* [What you need to do]:
Copy the listing out exactly as shown.

==============================

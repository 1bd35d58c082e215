use std::any::Any;
use std::collections::HashMap;
use std::sync::Arc;

use async_trait::async_trait;
use serde_json::{Map, Value};

use super::ResqueJob;
use crate::{JobError, PendingJob, QueueError, QueueResult, JOB_CLASS_KEY};

/// Type-erased job handler for runtime dispatch
#[async_trait]
pub trait JobHandler: Send + Sync {
    /// Run a job from its keyed arguments
    async fn perform(
        &self,
        args: &Map<String, Value>,
        context: Arc<dyn Any + Send + Sync>,
    ) -> Result<(), JobError>;

    /// Get the handler identity this handler serves
    fn job_class(&self) -> &'static str;
}

struct TypedJobHandler<J: ResqueJob> {
    _phantom: std::marker::PhantomData<J>,
}

impl<J: ResqueJob> TypedJobHandler<J> {
    fn new() -> Self {
        Self {
            _phantom: std::marker::PhantomData,
        }
    }
}

#[async_trait]
impl<J: ResqueJob> JobHandler for TypedJobHandler<J> {
    async fn perform(
        &self,
        args: &Map<String, Value>,
        context: Arc<dyn Any + Send + Sync>,
    ) -> Result<(), JobError> {
        // Reserved keys ride along in the map; serde skips unknown fields
        let job: J = serde_json::from_value(Value::Object(args.clone()))
            .map_err(|e| JobError::Permanent(format!("Failed to deserialize job: {}", e)))?;

        let typed_context = context
            .downcast_ref::<J::Context>()
            .ok_or_else(|| JobError::Permanent("Invalid context type".to_string()))?
            .clone();

        job.perform(typed_context).await
    }

    fn job_class(&self) -> &'static str {
        J::JOB_CLASS
    }
}

/// Maps handler identities to typed handlers.
///
/// This is the worker-side half of the dispatch marker: the wire class of
/// every payload is the same wrapper, and the registry picks the real
/// handler from `resque.jobclass`.
pub struct JobRegistry {
    handlers: HashMap<String, Arc<dyn JobHandler>>,
}

impl JobRegistry {
    pub fn new() -> Self {
        Self {
            handlers: HashMap::new(),
        }
    }

    /// Register a job type
    pub fn register<J: ResqueJob>(&mut self) -> QueueResult<()> {
        let handler = Arc::new(TypedJobHandler::<J>::new());
        let class = handler.job_class().to_string();

        if self.handlers.contains_key(&class) {
            return Err(QueueError::Internal(format!("Job class '{}' already registered", class)));
        }

        self.handlers.insert(class, handler);
        Ok(())
    }

    /// Run a job from its stamped arguments
    pub async fn perform(
        &self,
        args: &Map<String, Value>,
        context: Arc<dyn Any + Send + Sync>,
    ) -> Result<(), JobError> {
        let class = args
            .get(JOB_CLASS_KEY)
            .and_then(Value::as_str)
            .ok_or_else(|| JobError::Permanent(format!("Missing '{}' marker", JOB_CLASS_KEY)))?;

        let handler = self
            .handlers
            .get(class)
            .ok_or_else(|| JobError::Permanent(format!("Unknown job class: {}", class)))?;

        handler.perform(args, context).await
    }

    /// Run a payload read back from a queue
    pub async fn perform_pending(
        &self,
        pending: &PendingJob,
        context: Arc<dyn Any + Send + Sync>,
    ) -> Result<(), JobError> {
        let args = pending
            .payload
            .first_arg()
            .ok_or_else(|| JobError::Permanent("Payload has no keyed arguments".to_string()))?;
        self.perform(args, context).await
    }

    /// Look up a handler, failing with a typed error
    pub fn handler(&self, class: &str) -> QueueResult<Arc<dyn JobHandler>> {
        self.handlers
            .get(class)
            .cloned()
            .ok_or_else(|| QueueError::JobTypeNotRegistered(class.to_string()))
    }

    pub fn is_registered(&self, class: &str) -> bool {
        self.handlers.contains_key(class)
    }

    /// Registered handler identities, sorted
    pub fn registered_classes(&self) -> Vec<String> {
        let mut classes: Vec<String> = self.handlers.keys().cloned().collect();
        classes.sort();
        classes
    }
}

impl Default for JobRegistry {
    fn default() -> Self {
        Self::new()
    }
}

==============================

* [Solution to the exercise]:
repository 1bd35d58c082e215
use std::any::Any;
use std::collections::HashMap;
use std::sync::Arc;

use async_trait::async_trait;
use serde_json::{Map, Value};

use super::ResqueJob;
use crate::{JobError, PendingJob, QueueError, QueueResult, JOB_CLASS_KEY};

/// Type-erased job handler for runtime dispatch
#[async_trait]
pub trait JobHandler: Send + Sync {
    /// Run a job from its keyed arguments
    async fn perform(
        &self,
        args: &Map<String, Value>,
        context: Arc<dyn Any + Send + Sync>,
    ) -> Result<(), JobError>;

    /// Get the handler identity this handler serves
    fn job_class(&self) -> &'static str;
}

struct TypedJobHandler<J: ResqueJob> {
    _phantom: std::marker::PhantomData<J>,
}

impl<J: ResqueJob> TypedJobHandler<J> {
    fn new() -> Self {
        Self {
            _phantom: std::marker::PhantomData,
        }
    }
}

#[async_trait]
impl<J: ResqueJob> JobHandler for TypedJobHandler<J> {
    async fn perform(
        &self,
        args: &Map<String, Value>,
        context: Arc<dyn Any + Send + Sync>,
    ) -> Result<(), JobError> {
        // Reserved keys ride along in the map; serde skips unknown fields
        let job: J = serde_json::from_value(Value::Object(args.clone()))
            .map_err(|e| JobError::Permanent(format!("Failed to deserialize job: {}", e)))?;

        let typed_context = context
            .downcast_ref::<J::Context>()
            .ok_or_else(|| JobError::Permanent("Invalid context type".to_string()))?
            .clone();

        job.perform(typed_context).await
    }

    fn job_class(&self) -> &'static str {
        J::JOB_CLASS
    }
}

/// Maps handler identities to typed handlers.
///
/// This is the worker-side half of the dispatch marker: the wire class of
/// every payload is the same wrapper, and the registry picks the real
/// handler from `resque.jobclass`.
pub struct JobRegistry {
    handlers: HashMap<String, Arc<dyn JobHandler>>,
}

impl JobRegistry {
    pub fn new() -> Self {
        Self {
            handlers: HashMap::new(),
        }
    }

    /// Register a job type
    pub fn register<J: ResqueJob>(&mut self) -> QueueResult<()> {
        let handler = Arc::new(TypedJobHandler::<J>::new());
        let class = handler.job_class().to_string();

        if self.handlers.contains_key(&class) {
            return Err(QueueError::Internal(format!("Job class '{}' already registered", class)));
        }

        self.handlers.insert(class, handler);
        Ok(())
    }

    /// Run a job from its stamped arguments
    pub async fn perform(
        &self,
        args: &Map<String, Value>,
        context: Arc<dyn Any + Send + Sync>,
    ) -> Result<(), JobError> {
        let class = args
            .get(JOB_CLASS_KEY)
            .and_then(Value::as_str)
            .ok_or_else(|| JobError::Permanent(format!("Missing '{}' marker", JOB_CLASS_KEY)))?;

        let handler = self
            .handlers
            .get(class)
            .ok_or_else(|| JobError::Permanent(format!("Unknown job class: {}", class)))?;

        handler.perform(args, context).await
    }

    /// Run a payload read back from a queue
    pub async fn perform_pending(
        &self,
        pending: &PendingJob,
        context: Arc<dyn Any + Send + Sync>,
    ) -> Result<(), JobError> {
        let args = pending
            .payload
            .first_arg()
            .ok_or_else(|| JobError::Permanent("Payload has no keyed arguments".to_string()))?;
        self.perform(args, context).await
    }

    /// Look up a handler, failing with a typed error
    pub fn handler(&self, class: &str) -> QueueResult<Arc<dyn JobHandler>> {
        self.handlers
            .get(class)
            .cloned()
            .ok_or_else(|| QueueError::JobTypeNotRegistered(class.to_string()))
    }

    pub fn is_registered(&self, class: &str) -> bool {
        self.handlers.contains_key(class)
    }

    /// Registered handler identities, sorted
    pub fn registered_classes(&self) -> Vec<String> {
        let mut classes: Vec<String> = self.handlers.keys().cloned().collect();
        classes.sort();
        classes
    }
}

impl Default for JobRegistry {
    fn default() -> Self {
        Self::new()
    }
}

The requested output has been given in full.